In a May 21 speech, former Federal Reserve Governor Daniel Tarullo called for higher capital requirements on U.S. GSIBs and criticized several recently proposed changes to the U.S. stress testing framework as leading to a reduction in the capital requirements of the eight U.S. GSIBs. That criticism is misplaced; as shown below, the stress capital buffer (SCB) proposal currently pending would increase the capital requirements of the largest U.S. banks, because it effectively adds the GSIB surcharge to the risk-based post-stress minimums. In addition, the severely adverse scenario and the global market shock in the Dodd-Frank Act Stress Tests (DFAST) are calibrated to yield significantly worse outcomes than those experienced during the last financial crisis and require banks to have substantial capital even after that stress.
Stress Tests and Stress Capital Buffer
If finalized, the SCB proposal would integrate the capital requirements under the stress tests with the “point-in-time” requirements under the Basel III rule.
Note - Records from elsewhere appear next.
//! The normalized compiler/linker configuration handed to the extension build.

use std::collections::BTreeSet;
use std::path::{Path, PathBuf};

use serde::{Deserialize, Serialize};

/// A library file located on disk.
#[derive(Debug, Clone, PartialEq, Eq)]
pub struct ResolvedArtifact {
    pub file_path: PathBuf,
    pub containing_directory: PathBuf,
}

impl ResolvedArtifact {
    pub fn new(file_path: impl Into<PathBuf>) -> Self {
        let file_path = file_path.into();
        let containing_directory = file_path
            .parent()
            .map(Path::to_path_buf)
            .unwrap_or_default();

        ResolvedArtifact {
            file_path,
            containing_directory,
        }
    }
}

/// A linker-ready library name plus the directory to search for it.
#[derive(Debug, Clone, PartialEq, Eq)]
pub struct LinkerReference {
    /// Name as passed to `-l` (or `/DEFAULTLIB` on MSVC)
    pub symbolic_name: String,
    pub directory: PathBuf,
}

/// Compiler and linker settings for building against native libraries.
///
/// Directory and argument collections are sets ordered by value so that the
/// emitted configuration is reproducible; `libraries` keeps link order.
#[derive(Debug, Clone, Default, PartialEq, Eq, Serialize, Deserialize)]
pub struct BuildConfiguration {
    pub include_directories: BTreeSet<PathBuf>,
    pub library_directories: BTreeSet<PathBuf>,
    #[serde(default, skip_serializing_if = "BTreeSet::is_empty")]
    pub runtime_library_directories: BTreeSet<PathBuf>,
    pub libraries: Vec<String>,
    pub extra_link_arguments: BTreeSet<String>,
    /// Source language hint, passed through untouched
    #[serde(default, skip_serializing_if = "Option::is_none")]
    pub language: Option<String>,
}

impl BuildConfiguration {
    pub fn new() -> Self {
        Self::default()
    }

    /// Append a library, keeping first-seen order and dropping duplicates.
    pub fn add_library(&mut self, name: impl Into<String>) {
        let name = name.into();
        if !self.libraries.contains(&name) {
            self.libraries.push(name);
        }
    }

    /// Record a library found on the filesystem together with its directory.
    pub fn add_linker_reference(&mut self, reference: &LinkerReference, runtime_dirs: bool) {
        self.library_directories.insert(reference.directory.clone());
        if runtime_dirs {
            self.runtime_library_directories
                .insert(reference.directory.clone());
        }
        self.add_library(reference.symbolic_name.clone());
    }

    /// Fold another configuration into this one.
    pub fn merge(&mut self, other: BuildConfiguration) {
        self.include_directories.extend(other.include_directories);
        self.library_directories.extend(other.library_directories);
        self.runtime_library_directories
            .extend(other.runtime_library_directories);
        for lib in other.libraries {
            self.add_library(lib);
        }
        self.extra_link_arguments.extend(other.extra_link_arguments);
        if self.language.is_none() {
            self.language = other.language;
        }
    }

    pub fn is_empty(&self) -> bool {
        self.include_directories.is_empty()
            && self.library_directories.is_empty()
            && self.libraries.is_empty()
            && self.extra_link_arguments.is_empty()
    }

    /// Render as compiler/linker command-line flags.
    pub fn to_flags(&self) -> Vec<String> {
        let mut flags = Vec::new();
        for dir in &self.include_directories {
            flags.push(format!("-I{}", dir.display()));
        }
        for dir in &self.library_directories {
            flags.push(format!("-L{}", dir.display()));
        }
        for dir in &self.runtime_library_directories {
            flags.push(format!("-Wl,-rpath,{}", dir.display()));
        }
        for lib in &self.libraries {
            flags.push(format!("-l{}", lib));
        }
        flags.extend(self.extra_link_arguments.iter().cloned());
        flags
    }

    /// Render as `cargo:` build-script directives.
    pub fn to_cargo_directives(&self) -> Vec<String> {
        let mut lines = Vec::new();
        for dir in &self.library_directories {
            lines.push(format!("cargo:rustc-link-search=native={}", dir.display()));
        }
        for lib in &self.libraries {
            lines.push(format!("cargo:rustc-link-lib={}", lib));
        }
        for dir in &self.runtime_library_directories {
            lines.push(format!("cargo:rustc-link-arg=-Wl,-rpath,{}", dir.display()));
        }
        for arg in &self.extra_link_arguments {
            lines.push(format!("cargo:rustc-link-arg={}", arg));
        }
        if !self.include_directories.is_empty() {
            let joined = std::env::join_paths(&self.include_directories)
                .map(|p| p.to_string_lossy().into_owned())
                .unwrap_or_default();
            lines.push(format!("cargo:include={}", joined));
        }
        lines
    }
}
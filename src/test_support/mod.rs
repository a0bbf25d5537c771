//! Test utilities and mocks for libscout unit tests.
//!
//! The pipeline talks to the outside world through two seams: external
//! commands ([`CommandRunner`]) and downloads ([`Downloader`]). The mocks here
//! script both so tests never need pkg-config, a compiler toolchain, or the
//! network.
//!
//! # Example
//!
//! ```rust,ignore
//! use libscout::test_support::{MockExecutor, MockProcessOutput};
//!
//! #[test]
//! fn test_example() {
//!     let exec = MockExecutor::new();
//!     exec.expect("pkg-config --libs --cflags zlib", MockProcessOutput::success("-lz"));
//!
//!     // Pass `&exec` wherever a `&dyn CommandRunner` is expected...
//! }
//! ```

pub mod fixtures;

use std::collections::HashMap;
use std::path::Path;
use std::sync::{Arc, Mutex};

use anyhow::{bail, Result};

use crate::sources::download::Downloader;
use crate::util::process::{CommandRunner, ProcessBuilder, ProcessOutput};

pub use fixtures::*;

/// Mock process output for testing command execution.
#[derive(Debug, Clone)]
pub struct MockProcessOutput {
    /// Exit status code (0 = success).
    pub status: i32,
    /// Standard output.
    pub stdout: String,
    /// Standard error.
    pub stderr: String,
}

impl MockProcessOutput {
    /// Create a successful output with the given stdout.
    pub fn success(stdout: impl Into<String>) -> Self {
        MockProcessOutput {
            status: 0,
            stdout: stdout.into(),
            stderr: String::new(),
        }
    }

    /// Create a failure output with the given stderr and status code.
    pub fn failure(status: i32, stderr: impl Into<String>) -> Self {
        MockProcessOutput {
            status,
            stdout: String::new(),
            stderr: stderr.into(),
        }
    }
}

impl Default for MockProcessOutput {
    fn default() -> Self {
        MockProcessOutput::success("")
    }
}

impl From<MockProcessOutput> for ProcessOutput {
    fn from(out: MockProcessOutput) -> Self {
        ProcessOutput {
            code: Some(out.status),
            stdout: out.stdout,
            stderr: out.stderr,
        }
    }
}

/// Pattern for matching commands in MockExecutor.
#[derive(Debug, Clone)]
pub enum CommandPattern {
    /// Exact match on full command string.
    Exact(String),
    /// Match if command starts with prefix.
    StartsWith(String),
    /// Match if command contains substring.
    Contains(String),
}

impl CommandPattern {
    /// Check if this pattern matches the given command.
    pub fn matches(&self, cmd: &str) -> bool {
        match self {
            CommandPattern::Exact(s) => cmd == s,
            CommandPattern::StartsWith(s) => cmd.starts_with(s),
            CommandPattern::Contains(s) => cmd.contains(s),
        }
    }
}

/// Side effect run when a command matches, e.g. `make install` writing files.
pub type CommandHook = Arc<dyn Fn(&ProcessBuilder) + Send + Sync>;

/// Expectation for a command execution.
#[derive(Clone)]
pub struct CommandExpectation {
    /// Pattern to match against commands.
    pub pattern: CommandPattern,
    /// Output to return when matched.
    pub output: MockProcessOutput,
    /// Runs before the output is returned.
    pub hook: Option<CommandHook>,
}

impl CommandExpectation {
    pub fn new(pattern: CommandPattern, output: MockProcessOutput) -> Self {
        CommandExpectation {
            pattern,
            output,
            hook: None,
        }
    }
}

#[derive(Default)]
struct ExecutorState {
    expectations: Vec<CommandExpectation>,
    calls: Vec<String>,
}

/// Mock process executor for testing command execution.
///
/// Records every command it is asked to run. A command matching no
/// expectation fails to "spawn", which is how a missing tool looks to the
/// code under test.
#[derive(Default)]
pub struct MockExecutor {
    state: Mutex<ExecutorState>,
}

impl MockExecutor {
    /// Create a new mock executor.
    pub fn new() -> Self {
        Self::default()
    }

    fn push(&self, expectation: CommandExpectation) -> &Self {
        self.lock().expectations.push(expectation);
        self
    }

    fn lock(&self) -> std::sync::MutexGuard<'_, ExecutorState> {
        self.state.lock().unwrap_or_else(|e| e.into_inner())
    }

    /// Add an expectation for an exact command match.
    pub fn expect(&self, cmd: &str, output: MockProcessOutput) -> &Self {
        self.push(CommandExpectation::new(
            CommandPattern::Exact(cmd.to_string()),
            output,
        ))
    }

    /// Add an expectation for a command starting with a prefix.
    pub fn expect_prefix(&self, prefix: &str, output: MockProcessOutput) -> &Self {
        self.push(CommandExpectation::new(
            CommandPattern::StartsWith(prefix.to_string()),
            output,
        ))
    }

    /// Add an expectation for a command containing a substring.
    pub fn expect_contains(&self, substring: &str, output: MockProcessOutput) -> &Self {
        self.push(CommandExpectation::new(
            CommandPattern::Contains(substring.to_string()),
            output,
        ))
    }

    /// Add an expectation with a side effect.
    pub fn expect_with<F>(
        &self,
        pattern: CommandPattern,
        output: MockProcessOutput,
        hook: F,
    ) -> &Self
    where
        F: Fn(&ProcessBuilder) + Send + Sync + 'static,
    {
        self.push(CommandExpectation {
            pattern,
            output,
            hook: Some(Arc::new(hook)),
        })
    }

    /// Get all commands that were called.
    pub fn calls(&self) -> Vec<String> {
        self.lock().calls.clone()
    }
}

impl CommandRunner for MockExecutor {
    fn run(&self, cmd: &ProcessBuilder) -> Result<ProcessOutput> {
        let full_cmd = cmd.display_command();

        let matched = {
            let mut state = self.lock();
            state.calls.push(full_cmd.clone());
            state
                .expectations
                .iter()
                .find(|exp| exp.pattern.matches(&full_cmd))
                .cloned()
        };

        match matched {
            Some(exp) => {
                if let Some(hook) = &exp.hook {
                    hook(cmd);
                }
                Ok(exp.output.into())
            }
            None => bail!("unexpected command: {}", full_cmd),
        }
    }
}

/// Mock HTTP client for testing tarball downloads.
#[derive(Debug, Default)]
pub struct MockHttpClient {
    responses: Mutex<HashMap<String, Vec<u8>>>,
    requests: Mutex<Vec<String>>,
}

impl MockHttpClient {
    /// Create a new mock HTTP client.
    pub fn new() -> Self {
        Self::default()
    }

    /// Serve `body` for `url`.
    pub fn mock_url(&self, url: &str, body: Vec<u8>) -> &Self {
        self.responses
            .lock()
            .unwrap_or_else(|e| e.into_inner())
            .insert(url.to_string(), body);
        self
    }

    /// URLs requested so far.
    pub fn requests(&self) -> Vec<String> {
        self.requests
            .lock()
            .unwrap_or_else(|e| e.into_inner())
            .clone()
    }

    pub fn request_count(&self) -> usize {
        self.requests().len()
    }
}

impl Downloader for MockHttpClient {
    fn download(&self, url: &str, dest: &Path) -> Result<()> {
        self.requests
            .lock()
            .unwrap_or_else(|e| e.into_inner())
            .push(url.to_string());

        let body = self
            .responses
            .lock()
            .unwrap_or_else(|e| e.into_inner())
            .get(url)
            .cloned();

        match body {
            Some(body) => {
                std::fs::write(dest, body)?;
                Ok(())
            }
            None => bail!("HTTP 404 Not Found: {}", url),
        }
    }
}
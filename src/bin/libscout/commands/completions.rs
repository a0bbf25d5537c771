//! `libscout completions` command
//!
//! Generates shell completions for various shells.

use std::io;

use anyhow::Result;
use clap::CommandFactory;
use clap_complete::generate;

use crate::cli::{Cli, CompletionsArgs};

pub fn execute(args: CompletionsArgs) -> Result<()> {
    let mut cmd = Cli::command();
    let name = cmd.get_name().to_string();

    generate(args.shell, &mut cmd, name, &mut io::stdout());

    Ok(())
}
//! Scoped staging prefix for source builds.

use std::path::{Path, PathBuf};

use crate::util::fs::remove_dir_all_if_exists;

/// Install prefix owned by a single build.
///
/// The directory is removed when the guard is dropped, so it never outlives
/// the build, whether the build succeeded, failed, or panicked.
#[derive(Debug)]
pub struct StagingDir {
    path: PathBuf,
}

impl StagingDir {
    /// Take ownership of `path` as a staging prefix. The directory itself is
    /// created by `make install`; a leftover from an interrupted run is kept
    /// so its artifact can be reused.
    pub fn new(path: impl Into<PathBuf>) -> Self {
        StagingDir { path: path.into() }
    }

    pub fn path(&self) -> &Path {
        &self.path
    }

    /// `<prefix>/lib`, where `make install` puts shared objects.
    pub fn lib_dir(&self) -> PathBuf {
        self.path.join("lib")
    }
}

impl Drop for StagingDir {
    fn drop(&mut self) {
        if let Err(e) = remove_dir_all_if_exists(&self.path) {
            tracing::warn!("{:#}", e);
        } else {
            tracing::debug!("removed staging prefix {}", self.path.display());
        }
    }
}

#[cfg(test)]
mod tests {
    use super::*;
    use tempfile::TempDir;

    #[test]
    fn test_removed_on_drop() {
        let tmp = TempDir::new().unwrap();
        let prefix = tmp.path().join("build-demo");

        {
            let staging = StagingDir::new(&prefix);
            std::fs::create_dir_all(staging.lib_dir()).unwrap();
            std::fs::write(staging.lib_dir().join("libdemo.so"), "").unwrap();
        }

        assert!(!prefix.exists());
    }

    #[test]
    fn test_removed_on_error_path() {
        let tmp = TempDir::new().unwrap();
        let prefix = tmp.path().join("build-demo");

        let result: Result<(), &str> = (|| {
            let staging = StagingDir::new(&prefix);
            std::fs::create_dir_all(staging.path()).unwrap();
            Err("make failed")
        })();

        assert!(result.is_err());
        assert!(!prefix.exists());
    }
}
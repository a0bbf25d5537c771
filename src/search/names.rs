//! Candidate file-name patterns for a logical library name.

/// Expand a logical library name into file-name patterns, highest priority first.
///
/// Every extension yields a bare form before any `lib`-prefixed form. With
/// `exact == false` a wildcard is placed between name and extension so that
/// version-suffixed files (`libfoo-1.2.so`) still match; exact patterns are
/// used for toolset/arch-qualified names where a wildcard would over-match.
pub fn expand(name: &str, extensions: &[String], exact: bool) -> Vec<String> {
    let glob = if exact { "" } else { "*" };

    let mut patterns = Vec::with_capacity(extensions.len() * 2);
    for ext in extensions {
        patterns.push(format!("{}{}{}", name, glob, ext));
    }
    for ext in extensions {
        patterns.push(format!("lib{}{}{}", name, glob, ext));
    }
    patterns
}

/// Whether a pattern must be expanded against the filesystem.
pub fn is_glob(pattern: &str) -> bool {
    pattern.contains(['*', '?', '['])
}
//! Failures surfaced by the resolution pipeline.
//!
//! Expected absences (pkg-config missing, nothing found on a search path) are
//! not errors; they are routed to the next pipeline stage. Everything here is
//! terminal for the invoking build.

use std::path::PathBuf;

use thiserror::Error;

use crate::core::platform::OsKind;

/// Fatal outcome of resolving, fetching or building a package.
#[derive(Debug, Error)]
pub enum ResolveError {
    #[error("automated source builds of `{package}` are not supported on {os}")]
    UnsupportedPlatform { package: String, os: OsKind },

    #[error("`{command}` failed with exit code {}\n{stderr}", display_code(.code))]
    ExternalTool {
        command: String,
        code: Option<i32>,
        stderr: String,
    },

    #[error("failed to extract {}: {message}", display_path(.archive))]
    Extraction { archive: PathBuf, message: String },

    #[error("failed to download {url}: {message}")]
    Network { url: String, message: String },

    #[error("checksum mismatch for {url}:\n  expected: {expected}\n  actual:   {actual}")]
    ChecksumMismatch {
        url: String,
        expected: String,
        actual: String,
    },

    #[error("`{package}` is not installed and downloads are disabled ({reason})")]
    DownloadsDisabled { package: String, reason: String },

    #[error("could not locate library `{package}`{}", display_searched(.searched))]
    NotFound {
        package: String,
        searched: Vec<PathBuf>,
    },

    #[error(transparent)]
    Other(#[from] anyhow::Error),
}

impl ResolveError {
    /// A short remediation hint for the CLI.
    pub fn help(&self) -> Option<String> {
        match self {
            ResolveError::UnsupportedPlatform { package, .. } => Some(format!(
                "install `{}` manually and pass its directory with --search-dir",
                package
            )),
            ResolveError::ExternalTool { .. } => {
                Some("make sure autoconf, automake, libtool and make are installed".to_string())
            }
            ResolveError::DownloadsDisabled { .. } => Some(
                "unset LIBSCOUT_NO_DOWNLOAD or drop --offline to allow fetching sources"
                    .to_string(),
            ),
            ResolveError::NotFound { package, .. } => Some(format!(
                "install the `{}` development package or add a [packages.{}] recipe",
                package, package
            )),
            _ => None,
        }
    }
}

fn display_code(code: &Option<i32>) -> String {
    code.map(|c| c.to_string())
        .unwrap_or_else(|| "none".to_string())
}

fn display_path(path: &std::path::Path) -> String {
    path.display().to_string()
}

fn display_searched(searched: &[PathBuf]) -> String {
    if searched.is_empty() {
        return String::new();
    }
    let dirs: Vec<String> = searched.iter().map(|p| p.display().to_string()).collect();
    format!(" (searched: {})", dirs.join(", "))
}
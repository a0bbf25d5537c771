//! libscout CLI - locate native libraries for extension builds

use anyhow::Result;
use clap::Parser;
use tracing_subscriber::EnvFilter;

use libscout::util::GlobalContext;
use libscout::ResolveError;

mod cli;
mod commands;

use cli::{Cli, Commands};

fn main() {
    if let Err(e) = run() {
        eprintln!("error: {:#}", e);
        if let Some(help) = e.downcast_ref::<ResolveError>().and_then(ResolveError::help) {
            eprintln!("help: {}", help);
        }
        std::process::exit(1);
    }
}

fn run() -> Result<()> {
    // Parse CLI
    let cli = Cli::parse();

    // Set up logging; RUST_LOG wins when set
    let default = if cli.verbose {
        "libscout=debug"
    } else {
        "libscout=info"
    };
    let filter = EnvFilter::try_from_default_env().unwrap_or_else(|_| EnvFilter::new(default));

    tracing_subscriber::fmt()
        .with_env_filter(filter)
        .with_writer(std::io::stderr)
        .with_target(false)
        .without_time()
        .init();

    let mut gctx = GlobalContext::new()?;
    if let Some(root) = &cli.root {
        gctx = gctx.with_root(root);
    }

    // Execute command
    match cli.command {
        Commands::Resolve(args) => commands::resolve::execute(args, &gctx),
        Commands::Fetch(args) => commands::fetch::execute(args, &gctx),
        Commands::Build(args) => commands::build::execute(args, &gctx),
        Commands::Platform(args) => commands::platform::execute(args, &gctx),
        Commands::Completions(args) => commands::completions::execute(args),
    }
}
//! CLI definitions using clap.

use std::path::PathBuf;

use clap::{Args, Parser, Subcommand, ValueEnum};

/// libscout - locate native libraries and produce linker configuration
#[derive(Parser)]
#[command(name = "libscout")]
#[command(author, version, about, long_about = None)]
pub struct Cli {
    /// Enable verbose output
    #[arg(short, long, global = true)]
    pub verbose: bool,

    /// Package root that owns `libs/` and `external/` (defaults to cwd)
    #[arg(long, global = true, value_name = "DIR")]
    pub root: Option<PathBuf>,

    #[command(subcommand)]
    pub command: Commands,
}

#[derive(Subcommand)]
pub enum Commands {
    /// Resolve libraries into compiler/linker configuration
    Resolve(ResolveArgs),

    /// Download and unpack a package's sources
    Fetch(FetchArgs),

    /// Fetch and build a package from source
    Build(BuildArgs),

    /// Show the detected platform profile
    Platform(PlatformArgs),

    /// Generate shell completions
    Completions(CompletionsArgs),
}

#[derive(Clone, Copy, Debug, Default, PartialEq, Eq, ValueEnum)]
pub enum OutputFormat {
    /// JSON object with the configuration keys
    #[default]
    Json,
    /// Compiler/linker flags, one per line
    Flags,
    /// `cargo:` build-script directives
    Cargo,
}

#[derive(Args)]
pub struct ResolveArgs {
    /// Logical library names
    #[arg(required = true)]
    pub packages: Vec<String>,

    /// Source language hint, passed through to the output
    #[arg(long)]
    pub language: Option<String>,

    /// Output format
    #[arg(long, value_enum, default_value_t = OutputFormat::Json)]
    pub format: OutputFormat,

    /// Never download sources
    #[arg(long)]
    pub offline: bool,

    /// Rebuild even when a built artifact exists
    #[arg(long)]
    pub force: bool,

    /// Skip the pkg-config probe
    #[arg(long)]
    pub no_pkg_config: bool,

    /// Extra directory to search first (repeatable)
    #[arg(long = "search-dir", value_name = "DIR")]
    pub search_dirs: Vec<PathBuf>,

    #[command(flatten)]
    pub toolset: ToolsetArgs,
}

#[derive(Args)]
pub struct ToolsetArgs {
    /// Windows toolset identifier (e.g. msvc14)
    #[arg(long, env = "LIBSCOUT_TOOLSET")]
    pub toolset: Option<String>,

    /// Language-runtime version used to pick a toolset
    #[arg(long, value_name = "VERSION")]
    pub runtime_version: Option<String>,
}

#[derive(Args)]
pub struct FetchArgs {
    /// Package with a source recipe
    pub package: String,
}

#[derive(Args)]
pub struct BuildArgs {
    /// Package with a source recipe
    pub package: String,

    /// Rebuild even when a built artifact exists
    #[arg(long)]
    pub force: bool,

    /// Parallel make jobs
    #[arg(short, long)]
    pub jobs: Option<usize>,
}

#[derive(Args)]
pub struct PlatformArgs {
    /// Output as JSON
    #[arg(long)]
    pub json: bool,
}

#[derive(Args)]
pub struct CompletionsArgs {
    /// Shell to generate completions for
    #[arg(value_enum)]
    pub shell: clap_complete::Shell,
}
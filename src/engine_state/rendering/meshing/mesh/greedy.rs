//! Greedy meshing over 32×32 slice masks.
//!
//! Each slice of a sub-chunk is flattened into a mask of visible front and back faces. The mask
//! is then consumed rectangle by rectangle: the first set cell grows into the longest same-colour
//! run, the run grows downwards while every row keeps at least that length, and the cells not
//! covered by the emitted quad are pushed back as up to three smaller scan areas.

use super::face::{Face, FacePlane};

/// Edge length of a slice mask.
pub const MASK_EDGE: usize = 32;

/// One cell of a slice mask.
#[derive(Debug, Clone, Copy, Default, PartialEq, Eq)]
pub struct MaskCell {
    /// Visible face on the positive side of the slice.
    pub front: bool,
    /// Visible face on the negative side of the slice.
    pub back: bool,
    pub color: [u8; 3],
}

impl MaskCell {
    #[inline]
    fn is_set(&self, front: bool) -> bool {
        if front {
            self.front
        } else {
            self.back
        }
    }

    #[inline]
    fn clear(&mut self, front: bool) {
        if front {
            self.front = false;
        } else {
            self.back = false;
        }
    }
}

/// A slice mask indexed `[v][u]`.
pub type SliceMask = [[MaskCell; MASK_EDGE]; MASK_EDGE];

/// Inclusive rectangle of mask cells still to be scanned.
#[derive(Debug, Clone, Copy)]
struct Rect {
    x: usize,
    y: usize,
    x2: usize,
    y2: usize,
}

impl Rect {
    /// Builds the rectangle if it is non-empty.
    fn non_empty(x: usize, y: usize, x2: isize, y2: isize) -> Option<Rect> {
        (x as isize <= x2 && y as isize <= y2).then(|| Rect {
            x,
            y,
            x2: x2 as usize,
            y2: y2 as usize,
        })
    }
}

const FULL: Rect = Rect {
    x: 0,
    y: 0,
    x2: MASK_EDGE - 1,
    y2: MASK_EDGE - 1,
};

/// Length of the same-colour set run in row `y` starting at `x`, bounded by `r.x2`.
fn run_length(
    mask: &SliceMask,
    x: usize,
    y: usize,
    r: &Rect,
    front: bool,
    color: [u8; 3],
) -> usize {
    let mut l = x;
    while l <= r.x2 && mask[y][l].is_set(front) && mask[y][l].color == color {
        l += 1;
    }
    l - x
}

/// Number of rows from `y` down whose run at `x` is at least `length` long.
fn run_height(
    mask: &SliceMask,
    x: usize,
    y: usize,
    length: usize,
    r: &Rect,
    front: bool,
    color: [u8; 3],
) -> usize {
    let mut h = y;
    while h <= r.y2 && run_length(mask, x, h, r, front, color) >= length {
        h += 1;
    }
    h - y
}

fn clear_area(mask: &mut SliceMask, front: bool, x: usize, y: usize, x2: usize, y2: usize) {
    for row in mask.iter_mut().take(y2).skip(y) {
        for cell in row.iter_mut().take(x2).skip(x) {
            cell.clear(front);
        }
    }
}

/// First set cell of the scan area, row-major.
fn first_set(mask: &SliceMask, r: &Rect, front: bool) -> Option<(usize, usize)> {
    (r.y..=r.y2)
        .flat_map(|j| (r.x..=r.x2).map(move |i| (i, j)))
        .find(|&(i, j)| mask[j][i].is_set(front))
}

/// Consumes every `front` (or back) cell of `mask` and emits one [`Face`] per merged rectangle.
///
/// The mask's flags for the chosen orientation are all cleared afterwards.
pub fn build_faces_from_mask(
    mask: &mut SliceMask,
    plane: FacePlane,
    slice: u32,
    front: bool,
    faces: &mut Vec<Face>,
) {
    let mut scan_areas = vec![FULL];

    while let Some(r) = scan_areas.pop() {
        let Some((i, j)) = first_set(mask, &r, front) else {
            continue;
        };
        let color = mask[j][i].color;

        let l = run_length(mask, i, j, &r, front, color);
        let h = run_height(mask, i, j + 1, l, &FULL, front, color) + 1;

        let (ii, jj, hh) = (i as isize, j as isize, h as isize);
        // below the quad, full width of the area
        scan_areas.extend(Rect::non_empty(r.x, j + h, r.x2 as isize, r.y2 as isize));
        // left of the quad, rows after the first
        scan_areas.extend(Rect::non_empty(r.x, j + 1, ii - 1, jj + hh - 1));
        // right of the quad
        scan_areas.extend(Rect::non_empty(i + l, j, r.x2 as isize, jj + hh - 1));

        faces.push(Face {
            plane,
            slice,
            front,
            start: (i as u32, j as u32),
            dims: (l as u32, h as u32),
            color,
        });
        clear_area(mask, front, i, j, i + l, j + h);
    }
}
This proposal would effectively reduce the number of capital requirements from thirteen to eight, including the elimination of the post-stress supplementary leverage ratio requirement.
The chart below calculates the amount of excess capital (the amount by which their capital exceeds the proposed requirements) held by the eight U.S. GSIBs using the 2018 stress test results. The purple bar depicts the amount of excess capital against the existing 13 capital requirements while the orange bar shows the amount of excess capital had the stress capital buffer been in place as recently proposed. The decline in excess capital from $38B to $35B demonstrates that the SCB proposal would have resulted in higher capital requirements for the eight U.S. GSIBs in 2018, on net.
That result is particularly telling when considering that the 2018 stress tests, conducted after former Governor Tarullo left the Federal Reserve, were the most severe since the introduction of DFAST in 2013. In the 2018 stress tests, which featured an especially severe scenario, the decline in common equity tier 1 capital relative to risk-weighted assets was 4.4 percent on aggregate, which is the largest ever and more than 1 percentage point higher than DFAST 2017.
The chart below illustrates the severity of the 2018 stress tests by depicting the projected impact of the stress test scenarios and the economic conditions during the 2008 financial crisis on bank profitability. The lower is projected bank profitability under stress, the larger is the peak-to-trough decline in banks’ regulatory capital ratios over the nine-quarter stress horizon. Through the lenses of our models, the chart clearly shows that both the 2016 and 2018 stress scenarios, but especially the 2018 stress scenario, were considerably more severe than the 2008 financial crisis.
Optimal Level of Bank Capital
In his speech, former Governor Tarullo said “capital requirements for the largest banks should be going up, not down.” He provided several reasons for such an increase, including the risk of deeper recessions because of interest rates being closer to the zero-lower bound. The setting of capital simply involves tradeoffs, and there is good evidence that current capital requirements are too high, not too low.
Bank capital requirements come with important benefits and costs. Higher capital requirements help to reduce the likelihood of future financial crises but also make it costlier for banks to provide loans to businesses and households. Several academic studies have estimated the level of bank capital requirements that best trades off these benefits and costs. The studies have generally followed the approach used by the Bank for International Settlements (BIS) in a 2010 paper that was an important input to the calibration of the Basel III standard for bank regulation, which found that based on estimates of costs and benefits, the optimal level of capital requirements to be about 8 to 13 percent of Tier 1 capital relative to risk-weighted assets. Moreover, a 2016 paper by IMF economists (Dagher et al.) estimate the amount of bank capital that would have been necessary to avoid imposing costs on bank creditors or bank bailouts in past banking crises. They find that capital and long-term “bail in” debt between 15 to 23 percent would have been necessary to absorb losses in most bank crises.
Judging by these estimates, U.S. banks already hold more capital than optimal. For example, the aggregate Tier 1 capital ratio of the largest banks is 13.8 percent, and the largest banks also have long-term debt outstanding equal to about 10 percent of risk-weighted assets for a total loss-absorbing cushion of 24 percent, above the range the IMF study reports is necessary for banks to comfortably weather a banking crisis.
In summary, bank capital requirements should not be going up because the U.S. stress tests impose a stress significantly worse than the last financial crisis and require banks to have substantial capital even after that stress. Moreover, based on several cost-benefit analyses conducted by the Bank of International Settlements, the Bank of England and the IMF, U.S. banks currently hold more capital than optimal.